Thursday, as I was practicing yoga, I felt a weird twinge in my hip. As I continued to practice my hip slipped out of place. While my jaw slipping out is painful but my hip is worse. I can't move. I have to stay where I am and figure out what to do. This, unfortunately, happens somewhat often so I know if I stay still, put pressure in a few places, and wait, my hip will slide back in place eventually. It is definitely not a fun experience and 10/10 would not recommend it. After my hip moves back in place my glutes, ankle, and back feel get really sore and painful. It basically forces me to slow down because movement gets pretty challenging. Now the voice was even louder, basically yelling at me to slow down.

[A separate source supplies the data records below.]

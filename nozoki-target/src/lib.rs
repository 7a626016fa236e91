//! Nozoki ターゲットプロセスへのアクセス
//!
//! このクレートは、稼働中のプロセスをインスペクタから読むための低レベル機能を提供します。
//! ptraceによるアタッチと、/proc/pid/mem を使ったメモリアクセスを行います。

pub mod memory;
pub mod process;

pub use memory::{parse_maps, MemoryMapping, ProcessMemory};
pub use process::Process;

/// ターゲットアクセスの結果型
pub type Result<T> = anyhow::Result<T>;
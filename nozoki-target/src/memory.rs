//! 稼働中プロセスへのメモリアクセス

use crate::Result;
use nix::errno::Errno;
use nix::unistd::Pid;
use nozoki_core::{MemoryAccessResult, MemoryAccessor};
use std::fs::File;
use std::io::{Read as _, Seek, SeekFrom};
use tracing::{debug, trace};

/// メモリマッピング情報
#[derive(Debug, Clone, PartialEq, Eq)]
pub struct MemoryMapping {
    pub start: u64,
    pub end: u64,
    pub readable: bool,
    pub writable: bool,
    pub executable: bool,
    pub path: Option<String>,
}

impl MemoryMapping {
    pub fn contains(&self, address: u64) -> bool {
        address >= self.start && address < self.end
    }
}

/// /proc/pid/maps の内容を解析する
///
/// フォーマット: "address perms offset dev inode pathname"
/// 例: "7f1234567000-7f1234568000 r-xp 00000000 08:01 123456 /lib/libc.so"
pub fn parse_maps(content: &str) -> Result<Vec<MemoryMapping>> {
    let mut mappings = Vec::new();

    for line in content.lines() {
        let parts: Vec<&str> = line.split_whitespace().collect();
        if parts.len() < 2 {
            continue;
        }

        let Some((start, end)) = parts[0].split_once('-') else {
            continue;
        };
        let start = u64::from_str_radix(start, 16)
            .map_err(|e| anyhow::anyhow!("Failed to parse start address '{}': {}", start, e))?;
        let end = u64::from_str_radix(end, 16)
            .map_err(|e| anyhow::anyhow!("Failed to parse end address '{}': {}", end, e))?;

        let perms = parts[1].as_bytes();
        mappings.push(MemoryMapping {
            start,
            end,
            readable: perms.first() == Some(&b'r'),
            writable: perms.get(1) == Some(&b'w'),
            executable: perms.get(2) == Some(&b'x'),
            path: (parts.len() > 5).then(|| parts[5..].join(" ")),
        });
    }

    Ok(mappings)
}

/// プロセスのメモリアクセス
///
/// 読み取りに失敗した場合は /proc/pid/maps を見て失敗を分類します。
#[derive(Debug, Clone)]
pub struct ProcessMemory {
    pid: Pid,
}

impl ProcessMemory {
    /// メモリアクセスを作成する
    pub fn new(pid: i32) -> Self {
        Self {
            pid: Pid::from_raw(pid),
        }
    }

    pub fn pid(&self) -> i32 {
        self.pid.as_raw()
    }

    /// /proc/pid/mem のパスを取得する
    fn mem_path(&self) -> String {
        format!("/proc/{}/mem", self.pid)
    }

    /// /proc/pid/maps を解析してメモリマッピング情報を取得する
    pub fn mappings(&self) -> Result<Vec<MemoryMapping>> {
        let maps_path = format!("/proc/{}/maps", self.pid);
        let content = std::fs::read_to_string(&maps_path)
            .map_err(|e| anyhow::anyhow!("Failed to read {}: {}", maps_path, e))?;
        parse_maps(&content)
    }

    /// /proc/pid/mem経由で読めるだけ読み取り、読み取ったバイト数を返す
    ///
    /// 1バイトも読めずに失敗した場合だけエラーになります。
    fn read_via_proc_mem(&self, address: u64, buf: &mut [u8]) -> std::io::Result<usize> {
        let mut file = File::open(self.mem_path())?;
        file.seek(SeekFrom::Start(address))?;

        let mut filled = 0;
        while filled < buf.len() {
            match file.read(&mut buf[filled..]) {
                Ok(0) => break,
                Ok(n) => filled += n,
                Err(e) if e.kind() == std::io::ErrorKind::Interrupted => continue,
                Err(e) if filled == 0 => return Err(e),
                Err(_) => break,
            }
        }
        Ok(filled)
    }

    /// PTRACE_PEEKDATAを使用してメモリから読めるだけ読み取る
    ///
    /// /proc/pid/memが使用できない場合のフォールバック。
    /// アタッチして停止しているプロセスでのみ成功します。
    fn read_via_ptrace(&self, address: u64, buf: &mut [u8]) -> usize {
        use nix::sys::ptrace;

        let word_size = std::mem::size_of::<std::ffi::c_long>();
        let mut filled = 0;

        // word単位で読み取り
        while filled < buf.len() {
            let word_addr = address.wrapping_add(filled as u64) as *mut std::ffi::c_void;
            let word = match ptrace::read(self.pid, word_addr) {
                Ok(word) => word,
                Err(e) => {
                    trace!("ptrace read at {:p} failed: {}", word_addr, e);
                    break;
                }
            };

            let bytes = word.to_ne_bytes();
            let copy_size = (buf.len() - filled).min(word_size);
            buf[filled..filled + copy_size].copy_from_slice(&bytes[..copy_size]);
            filled += copy_size;
        }
        filled
    }

    /// 読み取り失敗をマッピング情報から分類する
    fn classify_failure(&self, address: u64, read: usize) -> MemoryAccessResult {
        let mappings = match self.mappings() {
            Ok(mappings) => mappings,
            Err(e) => {
                debug!("Cannot classify read at 0x{:x}: {}", address, e);
                return MemoryAccessResult::AddressValidButInaccessible;
            }
        };

        match mappings.iter().find(|m| m.contains(address)) {
            None => MemoryAccessResult::AddressNotValid,
            Some(mapping) if !mapping.readable => MemoryAccessResult::AddressValidButInaccessible,
            Some(_) if read > 0 => MemoryAccessResult::Partial { read },
            Some(_) => MemoryAccessResult::AddressValidButInaccessible,
        }
    }
}

impl MemoryAccessor for ProcessMemory {
    fn read(&self, address: u64, buf: &mut [u8]) -> MemoryAccessResult {
        if buf.is_empty() {
            return MemoryAccessResult::Ok;
        }

        let read = match self.read_via_proc_mem(address, buf) {
            Ok(read) => read,
            Err(e) if e.raw_os_error() == Some(Errno::EIO as i32) => {
                // EIOエラー（未マッピング領域）の場合、ptraceにフォールバック
                debug!("/proc/{}/mem failed at 0x{:x}, falling back to ptrace", self.pid, address);
                self.read_via_ptrace(address, buf)
            }
            Err(e) => {
                debug!("Failed to read 0x{:x} from pid {}: {}", address, self.pid, e);
                0
            }
        };

        if read == buf.len() {
            return MemoryAccessResult::Ok;
        }

        let result = self.classify_failure(address, read);
        trace!(
            "Read of {} bytes at 0x{:x}: {}",
            buf.len(),
            address,
            result
        );
        result
    }
}

#[cfg(test)]
mod tests {
    use super::*;

    const MAPS: &str = "\
55d0c0a00000-55d0c0a21000 r--p 00000000 08:01 1234 /usr/bin/node
55d0c0a21000-55d0c0b00000 r-xp 00021000 08:01 1234 /usr/bin/node
7f00aa000000-7f00aa100000 ---p 00000000 00:00 0
7ffc1c000000-7ffc1c021000 rw-p 00000000 00:00 0 [stack]
";

    #[test]
    fn test_parse_maps() {
        let mappings = parse_maps(MAPS).unwrap();
        assert_eq!(mappings.len(), 4);

        assert_eq!(mappings[0].start, 0x55d0_c0a0_0000);
        assert_eq!(mappings[0].end, 0x55d0_c0a2_1000);
        assert!(mappings[0].readable && !mappings[0].writable);
        assert_eq!(mappings[0].path.as_deref(), Some("/usr/bin/node"));

        assert!(mappings[1].executable);
        assert!(!mappings[2].readable);
        assert_eq!(mappings[2].path, None);
        assert_eq!(mappings[3].path.as_deref(), Some("[stack]"));
        assert!(mappings[3].contains(0x7ffc_1c00_0010));
        assert!(!mappings[3].contains(0x7ffc_1c02_1000));
    }

    #[test]
    fn test_parse_maps_invalid() {
        assert!(parse_maps("zzzz-1000 r--p 0 0:0 0").is_err());
        assert!(parse_maps("\n\n").unwrap().is_empty());
    }

    #[test]
    fn test_read_own_memory() {
        let memory = ProcessMemory::new(std::process::id() as i32);
        let value: u64 = 0x1122_3344_5566_7788;

        let mut buf = [0u8; 8];
        let address = &value as *const u64 as u64;
        assert_eq!(memory.read(address, &mut buf), MemoryAccessResult::Ok);
        assert_eq!(u64::from_le_bytes(buf), value);
    }

    #[test]
    fn test_read_unmapped_memory() {
        let memory = ProcessMemory::new(std::process::id() as i32);
        let mut buf = [0u8; 8];
        assert_eq!(memory.read(0x10, &mut buf), MemoryAccessResult::AddressNotValid);
    }
}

So why, you may be wondering, am I telling you about my drama-filled week? 😂 I wanted to share my story in case it resonates with you. We all have those moments when we are getting clear signs but choosing to ignore them. My body and mind had been giving me signs all week to slow down. While I convinced myself that I was trying to slow down a little bit, the truth was I got caught up in the feeling of being stressed. It is so familiar to me that I can fall back into it quickly if I am not careful. The patterning is old, comfortable, and familiar, which is ironic because it is also so taxing and depleting.
For years and years, I was caught up in being chronically stressed until I got really sick and was forced to slow down. I didn't listen to the requests from my body, I waited until she was screaming at me. When I finally started listening, I had to create a whole new series of habits and patterns to replace the ones that weren't serving me. Often I would even use something beneficial, like my yoga practice, and overdo it and push myself instead of using it to support and nurture myself. I had to learn how to be kind and compassionate to myself and infuse that into my new habits.
It has taken many years of refining, falling into old patterns, relearning lessons, finding success, adapting and pivoting, and then rinsing and repeating. It has been an interesting process because everything changes, morphs, and grows. Habits that served me in the beginning changed and needed to be revisited to continue to help me thrive.
There will always be a million and one things on our to-do list. That will never change. But the urgency we place on what we have to do and whether that affects how we take care of ourselves is our choice.
We create habits and patterns so we can fall back on them even in the worst of times. We lay that strong foundation of doing something daily so that when times are tough we can take those habits and patterns and adapt them to the situation. Maybe you walk for 15 minutes instead of 30 or read your book for 5 minutes instead of 20. But you prioritize the things you need to do to take care of yourself. For me, it would have meant taking a nap instead of prioritizing the other things on my list, sitting outside and reading, or anything else that would have helped me to rest and slow down.
One moment here or there slips into a week or two of not prioritizing ourselves. It's a slippery slope that we all can find ourselves in from time to time. But with a strong foundation of habits, those moments get caught much faster so we can get back on track, we notice after a few days instead of a few months or even years.
What we do and how we take care of ourselves matters. It's all about choice. We get to choose what takes priority in our lives. Slowing down and listening to signs from our body and mind ARE important. It was a lesson received this week!